------ Exercise data ------
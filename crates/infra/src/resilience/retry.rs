//! Retry policy and backoff schedule.

use std::time::Duration;

use serde::{Deserialize, Serialize};

#[derive(Debug, Clone, Copy, Default, PartialEq, Eq, Serialize, Deserialize)]
#[serde(rename_all = "snake_case")]
pub enum BackoffStrategy {
    /// Fixed delay between retries
    Fixed,
    /// base * 2^(attempt-1)
    #[default]
    Exponential,
    /// base * attempt
    Linear,
}

/// How often and how patiently a transient failure is retried.
#[derive(Debug, Clone, PartialEq, Serialize, Deserialize)]
pub struct RetryPolicy {
    /// Total attempts including the first one (minimum 1).
    pub max_attempts: u32,
    pub base_delay: Duration,
    pub max_delay: Duration,
    pub strategy: BackoffStrategy,
    /// Jitter factor (0.0-1.0)
    pub jitter: f64,
}

impl Default for RetryPolicy {
    fn default() -> Self {
        Self {
            max_attempts: 3,
            base_delay: Duration::from_millis(200),
            max_delay: Duration::from_secs(10),
            strategy: BackoffStrategy::Exponential,
            jitter: 0.1,
        }
    }
}

impl RetryPolicy {
    /// A single attempt, never retried.
    pub fn no_retry() -> Self {
        Self {
            max_attempts: 1,
            ..Default::default()
        }
    }

    pub fn fixed(max_attempts: u32, delay: Duration) -> Self {
        Self {
            max_attempts,
            base_delay: delay,
            max_delay: delay,
            strategy: BackoffStrategy::Fixed,
            jitter: 0.0,
        }
    }

    pub fn exponential(max_attempts: u32, base_delay: Duration, max_delay: Duration) -> Self {
        Self {
            max_attempts,
            base_delay,
            max_delay,
            strategy: BackoffStrategy::Exponential,
            jitter: 0.1,
        }
    }

    /// Delay to wait after the given (1-indexed) failed attempt.
    pub fn delay_for_attempt(&self, attempt: u32) -> Duration {
        if attempt == 0 {
            return Duration::ZERO;
        }

        let base_ms = self.base_delay.as_millis() as f64;
        let max_ms = self.max_delay.as_millis() as f64;

        let delay_ms = match self.strategy {
            BackoffStrategy::Fixed => base_ms,
            BackoffStrategy::Exponential => {
                let exp = 2_f64.powi((attempt - 1).min(30) as i32);
                (base_ms * exp).min(max_ms)
            }
            BackoffStrategy::Linear => (base_ms * attempt as f64).min(max_ms),
        };

        // Deterministic jitter keyed on the attempt number.
        let jitter_range = delay_ms * self.jitter.clamp(0.0, 1.0);
        let jitter = if jitter_range > 0.0 {
            let pseudo_random = ((attempt as f64 * 17.0) % 100.0) / 100.0;
            jitter_range * (pseudo_random - 0.5) * 2.0
        } else {
            0.0
        };

        Duration::from_millis((delay_ms + jitter).max(0.0) as u64)
    }

    /// Whether another attempt may follow `attempts_made` attempts.
    pub fn should_retry(&self, attempts_made: u32) -> bool {
        attempts_made < self.max_attempts.max(1)
    }
}
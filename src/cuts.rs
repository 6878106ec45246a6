mod cut;
mod frontier;
mod residual;
mod solver;
mod tree;

pub use cut::Cut;
pub use frontier::Frontier;
pub use residual::{reachable_from_source, residual_graph, residual_index, ResidualGraph};
pub use solver::{GrowOutcome, SolveStats, Solver};
pub use tree::{AdoptionSummary, Tree};
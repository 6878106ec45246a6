use std::path::PathBuf;

use anyhow::{bail, Context};
use clap::Parser;
use rand::rngs::StdRng;
use rand::{Rng, SeedableRng};
use tracing::info;
use tracing_subscriber::EnvFilter;

use voxel_graph_cut::{Connectivity, GraphCut, GraphCutConfig, Label, LabelVolume, Seeds, Volume};

const DEFAULT_DIMENSIONS: [i64; 3] = [24, 24, 12];

/// Segments a synthetic volume holding a bright blob and prints the labels.
#[derive(Parser, Debug)]
#[command(
    name = "voxel-graph-cut",
    version,
    about = "Graph-cut segmentation of a synthetic voxel volume",
    long_about = None
)]
struct Args {
    /// JSON configuration file. Flags below override its values.
    #[arg(short, long, value_name = "FILE")]
    config: Option<PathBuf>,

    /// Volume size along x, y and z.
    #[arg(long, num_args = 3, value_names = ["X", "Y", "Z"], allow_negative_numbers = true)]
    dims: Option<Vec<i64>>,

    /// Neighborhood: six, eighteen or twentysix.
    #[arg(long)]
    connectivity: Option<Connectivity>,

    /// Stop after this many augmenting paths.
    #[arg(long)]
    max_augmentations: Option<usize>,

    /// Seed for the synthetic volume's noise.
    #[arg(long, default_value_t = 42)]
    seed: u64,

    /// Log level (trace, debug, info, warn, error). `RUST_LOG` takes precedence.
    #[arg(long, default_value = "info")]
    log_level: String,
}

fn load_config(args: &Args) -> anyhow::Result<GraphCutConfig> {
    let mut config = match args.config.as_deref() {
        Some(path) => GraphCutConfig::from_json_file(path)
            .with_context(|| format!("loading {}", path.display()))?,
        None => GraphCutConfig::new(DEFAULT_DIMENSIONS, Connectivity::Six),
    };
    if let Some(dims) = &args.dims {
        match dims[..] {
            [x, y, z] => config.dimensions = [x, y, z],
            _ => bail!("--dims takes exactly three values"),
        }
    }
    if let Some(connectivity) = args.connectivity {
        config.connectivity = connectivity;
    }
    if args.max_augmentations.is_some() {
        config.solver.max_augmentations = args.max_augmentations;
    }
    Ok(config)
}

/// A dark noisy volume with a bright ellipsoid in the middle.
fn synthetic_volume(dimensions: [usize; 3], rng: &mut StdRng) -> anyhow::Result<Volume> {
    let center = dimensions.map(|d| (d as f64 - 1.0) / 2.0);
    let radii = dimensions.map(|d| (d as f64 / 3.0).max(0.5));
    let volume = Volume::from_fn(dimensions, |coordinate| {
        let distance: f64 = (0..3)
            .map(|axis| ((coordinate[axis] as f64 - center[axis]) / radii[axis]).powi(2))
            .sum();
        let base = if distance <= 1.0 { 180.0 } else { 60.0 };
        base + rng.gen_range(-15.0..15.0)
    })?;
    Ok(volume)
}

fn print_slices(labels: &LabelVolume) {
    let [width, height, depth] = labels.dimensions();
    for z in 0..depth {
        println!("z = {z}");
        for y in 0..height {
            let row: String = (0..width)
                .map(|x| match labels.label_at([x, y, z]) {
                    Label::Foreground => '#',
                    Label::Background => '.',
                    Label::Unlabelled => '?',
                })
                .collect();
            println!("  {row}");
        }
    }
}

fn main() -> anyhow::Result<()> {
    let args = Args::parse();

    let filter = EnvFilter::try_from_default_env()
        .or_else(|_| EnvFilter::try_new(&args.log_level))
        .unwrap_or_else(|_| EnvFilter::new("info"));
    tracing_subscriber::fmt()
        .with_env_filter(filter)
        .with_target(false)
        .init();

    let config = load_config(&args)?;
    let grid = config.validate().context("invalid configuration")?;
    let dimensions = grid.dimensions();
    info!(?dimensions, connectivity = %config.connectivity, "building synthetic volume");

    let mut rng = StdRng::seed_from_u64(args.seed);
    let volume = synthetic_volume(dimensions, &mut rng)?;
    let center = dimensions.map(|d| d / 2);
    let seeds = Seeds::new(vec![center], vec![[0, 0, 0]]);

    let mut graph_cut = GraphCut::with_config(&config);
    graph_cut.set_input(volume);
    graph_cut.set_seeds(seeds);
    print_slices(graph_cut.update()?);

    if let Some(stats) = graph_cut.stats() {
        println!(
            "flow {} after {} augmentations ({} orphans adopted, {} freed){}",
            stats.total_flow,
            stats.augmentations,
            stats.orphans_adopted,
            stats.orphans_freed,
            if stats.interrupted { ", interrupted" } else { "" }
        );
    }
    if let Some(cut) = graph_cut.cut() {
        println!(
            "cut: {} edges, capacity {}, {} foreground voxels",
            cut.size(),
            cut.capacity,
            cut.source_set.len()
        );
    }
    Ok(())
}
impl<'a> Tree<'a> {
    pub fn new(
        polarity: Terminal,
        grid: &'a Grid,
        nodes: &'a mut NodeStore,
        edges: &'a mut EdgeTable,
        frontier: &'a mut Frontier,
    ) -> Self {
        Self {
            polarity,
            grid,
            nodes,
            edges,
            frontier,
        }
    }

    pub fn polarity(&self) -> Terminal {
        self.polarity
    }

    fn root(&self) -> NodeIndex {
        NodeIndex::Terminal(self.polarity)
    }

    fn edge_index(&self, a: NodeIndex, b: NodeIndex) -> usize {
        match self.edges.index_for(a, b) {
            Some(index) => index,
            None => panic!("Should always find an edge between {a:?} and {b:?}"),
        }
    }

    fn contains(&self, node: NodeIndex) -> bool {
        self.nodes.tree_of(node) == Some(self.polarity)
    }

    /// Residual capacity of the edge between `parent` and `child` in the
    /// direction this tree pushes flow.
    fn residual(&self, parent: NodeIndex, child: NodeIndex) -> Capacity {
        let edge = &self.edges[self.edge_index(parent, child)];
        match self.polarity {
            Terminal::Source => edge.capacity_from_node(parent),
            Terminal::Sink => edge.capacity_from_node(child),
        }
    }

    /// Makes `child` a child of `parent` and refreshes the depth of everything
    /// hanging below `child`.
    pub fn attach_child(&mut self, child: usize, parent: NodeIndex) {
        assert_ne!(
            NodeIndex::Grid(child),
            parent,
            "cannot attach node {child} to itself"
        );
        assert!(
            self.contains(parent),
            "parent {parent:?} is not in the {:?} tree",
            self.polarity
        );
        // panics when the two nodes are not adjacent
        self.edge_index(parent, NodeIndex::Grid(child));

        let depth = match self.nodes.depth_of(parent) {
            Some(depth) => depth + 1,
            None => panic!("parent {parent:?} has no depth"),
        };
        let node = &mut self.nodes[child];
        node.tree = Some(self.polarity);
        node.parent = Some(parent);
        node.orphan = false;
        self.set_depth(child, depth);

        self.refresh_depths_below(child);
    }

    // active nodes are queued again under their new depth
    fn set_depth(&mut self, node: usize, depth: usize) {
        let entry = &mut self.nodes[node];
        if entry.depth == Some(depth) {
            return;
        }
        entry.depth = Some(depth);
        if entry.active {
            self.frontier.push(depth, NodeIndex::Grid(node));
        }
    }

    fn refresh_depths_below(&mut self, root: usize) {
        let grid = self.grid;
        let mut stack = vec![root];
        while let Some(node) = stack.pop() {
            let Some(depth) = self.nodes[node].depth.map(|depth| depth + 1) else {
                continue;
            };
            let children: Vec<usize> = grid
                .neighbors(node)
                .filter(|&neighbor| self.nodes[neighbor].parent == Some(NodeIndex::Grid(node)))
                .collect();
            for child in children.into_iter().rev() {
                self.set_depth(child, depth);
                stack.push(child);
            }
        }
    }

    /// Marks `node` active and queues it for growth. Already active nodes
    /// stay queued once.
    pub fn activate(&mut self, node: usize) {
        let entry = &mut self.nodes[node];
        if entry.active {
            return;
        }
        entry.active = true;
        let depth = entry.depth.unwrap_or_default();
        self.frontier.push(depth, NodeIndex::Grid(node));
    }

    /// Queues a node again after it found a bridge, so it resumes growing once
    /// the augmentation is done.
    pub fn requeue(&mut self, node: NodeIndex) {
        if let Some(depth) = self.nodes.depth_of(node) {
            self.frontier.push(depth, node);
        }
    }

    pub fn deactivate(&mut self, node: NodeIndex) {
        if let NodeIndex::Grid(index) = node {
            self.nodes[index].active = false;
        }
    }

    /// Pops the shallowest active node, dropping entries of nodes that have
    /// since become passive, left the tree or moved to another depth.
    pub fn pop_active(&mut self) -> Option<NodeIndex> {
        while let Some((depth, node)) = self.frontier.pop() {
            let valid = match node {
                NodeIndex::Terminal(terminal) => terminal == self.polarity,
                NodeIndex::Grid(index) => {
                    let entry = &self.nodes[index];
                    entry.active && entry.belongs_to(self.polarity) && entry.depth == Some(depth)
                }
            };
            if valid {
                return Some(node);
            }
        }
        None
    }

    /// Edges from `leaf` up to the terminal, leaf first, and the smallest
    /// residual among them. A terminal leaf has an empty path.
    pub fn path_to_root(&self, leaf: NodeIndex) -> (Vec<usize>, Capacity) {
        assert!(
            self.contains(leaf),
            "{leaf:?} is not in the {:?} tree",
            self.polarity
        );
        let mut path = vec![];
        let mut bottleneck = Capacity::MAX;
        let mut node = leaf;
        while let NodeIndex::Grid(index) = node {
            let parent = match self.nodes[index].parent {
                Some(parent) => parent,
                None => panic!("node {index} in the {:?} tree has no parent", self.polarity),
            };
            path.push(self.edge_index(parent, node));
            bottleneck = bottleneck.min(self.residual(parent, node));
            node = parent;
        }
        assert_eq!(self.root(), node, "path from {leaf:?} ends outside its tree");
        (path, bottleneck)
    }

    /// Pushes `flow` along every edge of `path` in this tree's direction. The
    /// child end of each edge that becomes saturated is flagged and added to
    /// `orphans`.
    pub fn push_flow_through_path(&mut self, path: &[usize], flow: Capacity, orphans: &mut Vec<usize>) {
        for &index in path {
            let edge = &self.edges[index];
            let (parent, child) = match (edge.node1(), edge.node2()) {
                (a, NodeIndex::Grid(b)) if self.nodes[b].parent == Some(a) => (a, b),
                (NodeIndex::Grid(a), b) if self.nodes[a].parent == Some(b) => (b, a),
                (a, b) => panic!("edge {index} between {a:?} and {b:?} is not a tree edge"),
            };
            let from = match self.polarity {
                Terminal::Source => parent,
                Terminal::Sink => NodeIndex::Grid(child),
            };

            let edge = &mut self.edges[index];
            edge.add_flow_from_node(from, flow);
            if edge.is_saturated_from_node(from) {
                self.nodes[child].orphan = true;
                orphans.push(child);
            }
        }
    }

    /// Finds a new parent for `orphan`, or frees it when none is left. Children
    /// of freed nodes are adopted in turn, depth-first.
    pub fn adopt(&mut self, orphan: usize) -> AdoptionSummary {
        let mut summary = AdoptionSummary::default();
        let mut stack = vec![orphan];

        while let Some(orphan) = stack.pop() {
            let node = &self.nodes[orphan];
            if !node.orphan || !node.belongs_to(self.polarity) {
                continue;
            }
            match self.find_parent(orphan) {
                Some(parent) => {
                    trace!(orphan, ?parent, "adopted");
                    self.attach_child(orphan, parent);
                    summary.adopted += 1;
                }
                None => {
                    trace!(orphan, "freed");
                    self.free(orphan, &mut stack);
                    summary.freed += 1;
                }
            }
        }
        summary
    }

    /// Shallowest valid parent for `orphan`; the terminal wins whenever its
    /// edge has residual.
    fn find_parent(&self, orphan: usize) -> Option<NodeIndex> {
        let child = NodeIndex::Grid(orphan);
        if self.residual(self.root(), child) > 0 {
            return Some(self.root());
        }

        let mut best: Option<(usize, usize)> = None;
        for candidate in self.grid.neighbors(orphan) {
            let node = &self.nodes[candidate];
            if !node.belongs_to(self.polarity) || node.orphan {
                continue;
            }
            if self.residual(NodeIndex::Grid(candidate), child) == 0 {
                continue;
            }
            if !self.reaches_root(candidate) {
                continue;
            }
            let depth = node.depth.unwrap_or(usize::MAX);
            if best.map_or(true, |(best_depth, _)| depth < best_depth) {
                best = Some((depth, candidate));
            }
        }
        best.map(|(_, candidate)| NodeIndex::Grid(candidate))
    }

    // no orphan may sit between the candidate and the terminal
    fn reaches_root(&self, candidate: usize) -> bool {
        let mut node = NodeIndex::Grid(candidate);
        while let NodeIndex::Grid(index) = node {
            let entry = &self.nodes[index];
            if entry.orphan {
                return false;
            }
            node = match entry.parent {
                Some(parent) => parent,
                None => return false,
            };
        }
        node == self.root()
    }

    fn free(&mut self, orphan: usize, stack: &mut Vec<usize>) {
        let grid = self.grid;
        let freed = NodeIndex::Grid(orphan);
        let mut children = vec![];

        for neighbor in grid.neighbors(orphan) {
            if !self.nodes[neighbor].belongs_to(self.polarity) {
                continue;
            }
            if self.residual(NodeIndex::Grid(neighbor), freed) > 0 {
                self.activate(neighbor);
            }
            if self.nodes[neighbor].parent == Some(freed) {
                self.nodes[neighbor].orphan = true;
                children.push(neighbor);
            }
        }

        self.nodes[orphan].detach();
        stack.extend(children.into_iter().rev());
    }

    /// Scans the candidates reachable from `active` over residual edges.
    /// Free nodes join the tree as active children. Returns the first edge
    /// that reaches the other tree.
    ///
    /// A terminal scans every grid node in index order, resuming where its
    /// last scan stopped at a bridge.
    pub fn grow(&mut self, active: NodeIndex) -> Option<usize> {
        let node_count = self.grid.node_count();
        let candidates: Vec<usize> = match active {
            NodeIndex::Grid(index) => self.grid.neighbors(index).collect(),
            NodeIndex::Terminal(_) => (self.frontier.terminal_scan()..node_count).collect(),
        };

        for candidate in candidates {
            let child = NodeIndex::Grid(candidate);
            if self.residual(active, child) == 0 {
                continue;
            }
            match self.nodes[candidate].tree {
                None => {
                    self.attach_child(candidate, active);
                    self.activate(candidate);
                    trace!(?active, candidate, tree = ?self.polarity, "grew");
                }
                Some(tree) if tree == self.polarity => {}
                Some(_) => {
                    if active.is_terminal() {
                        self.frontier.set_terminal_scan(candidate);
                    }
                    return Some(self.edge_index(active, child));
                }
            }
        }
        if active.is_terminal() {
            self.frontier.set_terminal_scan(node_count);
        }
        None
    }
}
mod cost;
mod graph_cut;
mod seeds;
mod volume;

pub use cost::{scale_cost, CostFunction, IntensityCostFunction, IntensityStatistics, MAX_CAPACITY, MIN_CAPACITY};
pub use graph_cut::{seed_capacity, GraphCut};
pub use seeds::Seeds;
pub use volume::{Label, LabelVolume, Volume};
mod edge;
mod edges;
mod grid;
mod node;

pub use edge::{Capacity, Edge};
pub use edges::EdgeTable;
pub use grid::{Connectivity, Grid};
pub use node::{Node, NodeIndex, NodeStore, Terminal};
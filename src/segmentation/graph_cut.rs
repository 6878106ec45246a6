use tracing::{info, instrument, warn};

use crate::config::{GraphCutConfig, SolverConfig};
use crate::cuts::{Cut, SolveStats, Solver};
use crate::error::{GraphCutError, Result};
use crate::graph::{Capacity, Connectivity, Edge, EdgeTable, Grid, NodeIndex, Terminal};
use crate::segmentation::cost::{CostFunction, IntensityCostFunction};
use crate::segmentation::seeds::Seeds;
use crate::segmentation::volume::{Label, LabelVolume, Volume};

/// Capacity that ties a seed to its terminal strongly enough that no cut can
/// separate them: more than all grid edges around one voxel together, given
/// the heaviest grid edge in the graph.
pub fn seed_capacity(connectivity: Connectivity, heaviest: Capacity) -> Capacity {
    heaviest
        .max(0)
        .saturating_mul(connectivity.neighbor_count() as Capacity)
        .saturating_add(1)
}

/// Segments a volume into foreground and background from seed points.
///
/// Inputs are set one by one; [`GraphCut::update`] checks that everything is
/// in place and runs the cut. The grid and its edge table are kept between
/// runs as long as the volume dimensions and connectivity stay the same.
#[derive(Default)]
pub struct GraphCut {
    connectivity: Connectivity,
    solver: SolverConfig,
    input: Option<Volume>,
    seeds: Option<Seeds>,
    cost_function: Option<Box<dyn CostFunction>>,
    topology: Option<(Grid, EdgeTable)>,
    output: Option<LabelVolume>,
    stats: Option<SolveStats>,
    cut: Option<Cut>,
}

impl GraphCut {
    pub fn new() -> Self {
        Self::default()
    }

    /// Takes connectivity and solver settings from `config`. Its dimensions
    /// are ignored; the input volume decides them.
    pub fn with_config(config: &GraphCutConfig) -> Self {
        Self {
            connectivity: config.connectivity,
            solver: config.solver.clone(),
            ..Self::default()
        }
    }

    pub fn connectivity(&self) -> Connectivity {
        self.connectivity
    }

    pub fn set_connectivity(&mut self, connectivity: Connectivity) {
        self.connectivity = connectivity;
    }

    pub fn set_solver_config(&mut self, solver: SolverConfig) {
        self.solver = solver;
    }

    pub fn input(&self) -> Option<&Volume> {
        self.input.as_ref()
    }

    pub fn set_input(&mut self, volume: Volume) {
        self.input = Some(volume);
    }

    pub fn seeds(&self) -> Option<&Seeds> {
        self.seeds.as_ref()
    }

    pub fn set_seeds(&mut self, seeds: Seeds) {
        self.seeds = Some(seeds);
    }

    pub fn has_cost_function(&self) -> bool {
        self.cost_function.is_some()
    }

    /// Replaces the capacity model. Without one, [`IntensityCostFunction`] is used.
    pub fn set_cost_function(&mut self, cost_function: impl CostFunction + 'static) {
        self.cost_function = Some(Box::new(cost_function));
    }

    /// Drops every input, setting and cached result.
    pub fn reset(&mut self) {
        *self = Self::default();
    }

    pub fn output(&self) -> Option<&LabelVolume> {
        self.output.as_ref()
    }

    pub fn stats(&self) -> Option<SolveStats> {
        self.stats
    }

    pub fn cut(&self) -> Option<&Cut> {
        self.cut.as_ref()
    }

    /// Runs the segmentation and returns the labels. Fails without touching
    /// the previous result when an input is missing or invalid.
    #[instrument(skip(self), fields(connectivity = %self.connectivity))]
    pub fn update(&mut self) -> Result<&LabelVolume> {
        let (grid, volume, seeds) =
            match ready_inputs(self.input.as_ref(), self.seeds.as_ref(), self.connectivity) {
                Ok(inputs) => inputs,
                Err(error) => {
                    warn!(%error, "skipping update");
                    return Err(error);
                }
            };

        let mut edges = match self.topology.take() {
            Some((cached, mut edges)) if cached == grid => {
                edges.reset_flows();
                edges
            }
            _ => EdgeTable::new(&grid),
        };

        let cost_function = self
            .cost_function
            .get_or_insert_with(|| Box::new(IntensityCostFunction::new()) as Box<dyn CostFunction>);
        cost_function.prepare(volume, seeds);

        let mut seeded = vec![None; grid.node_count()];
        for terminal in [Terminal::Source, Terminal::Sink] {
            for index in seeds.indices(&grid, terminal) {
                seeded[index] = Some(terminal);
            }
        }
        // seed terminal edges are set last, once the grid edges are known
        edges.assign_capacities(|edge| {
            let seed = edge.grid_node().and_then(|node| seeded[node]);
            match (edge.terminal(), seed) {
                (Some(_), Some(_)) => 0,
                _ => cost_function.capacity(volume, edge),
            }
        });
        let heaviest = edges
            .iter()
            .filter(|edge| edge.terminal().is_none())
            .map(Edge::capacity)
            .max()
            .unwrap_or_default();
        let hard = seed_capacity(grid.connectivity(), heaviest);
        for (index, terminal) in seeded.iter().enumerate() {
            if let Some(terminal) = *terminal {
                let Some(edge) = edges.index_for(NodeIndex::Terminal(terminal), NodeIndex::Grid(index)) else {
                    panic!("Should always find an edge between {terminal:?} and seed {index}");
                };
                edges.set_capacity(edge, hard);
            }
        }

        let dimensions = grid.dimensions();
        let mut solver = Solver::new(grid, edges)?.with_config(self.solver.clone());
        for (index, terminal) in seeded.iter().enumerate() {
            if let Some(terminal) = *terminal {
                solver.attach_seed(index, terminal);
            }
        }
        let stats = solver.solve();

        let labels: Vec<Label> = (0..seeded.len())
            .map(|index| Label::from(solver.label(index)))
            .collect();
        let output = LabelVolume::new(dimensions, labels);
        self.cut = Some(Cut::from_residual(solver.edges()));
        self.topology = Some(solver.into_topology());
        self.stats = Some(stats);
        info!(
            foreground = output.count(Label::Foreground),
            background = output.count(Label::Background),
            unlabelled = output.count(Label::Unlabelled),
            flow = stats.total_flow,
            "segmentation updated"
        );
        let output: &LabelVolume = self.output.insert(output);
        Ok(output)
    }
}

fn ready_inputs<'a>(
    input: Option<&'a Volume>,
    seeds: Option<&'a Seeds>,
    connectivity: Connectivity,
) -> Result<(Grid, &'a Volume, &'a Seeds)> {
    let volume = input.ok_or(GraphCutError::MissingInput)?;
    let config = GraphCutConfig {
        dimensions: volume.dimensions().map(|d| d as i64),
        connectivity,
        solver: SolverConfig::default(),
    };
    let grid = config.validate()?;
    let seeds = seeds.ok_or(GraphCutError::MissingSeeds {
        foreground: 0,
        background: 0,
    })?;
    seeds.validate(&grid)?;
    Ok((grid, volume, seeds))
}
//! Minimum s-t cuts over 3-D voxel grids, used to segment a volume into
//! foreground and background from a few seed points.

pub mod config;
pub mod cuts;
pub mod error;
pub mod graph;
pub mod segmentation;

pub use config::{GraphCutConfig, SolverConfig};
pub use cuts::{Cut, SolveStats, Solver};
pub use error::{GraphCutError, Result};
pub use graph::{Capacity, Connectivity, Edge, EdgeTable, Grid, NodeIndex, Terminal};
pub use segmentation::{CostFunction, GraphCut, IntensityCostFunction, Label, LabelVolume, Seeds, Volume};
------
* **Aim of the exercise**
Respond with only the number of lines in the data that include the string "configuration".

* **Task output**
2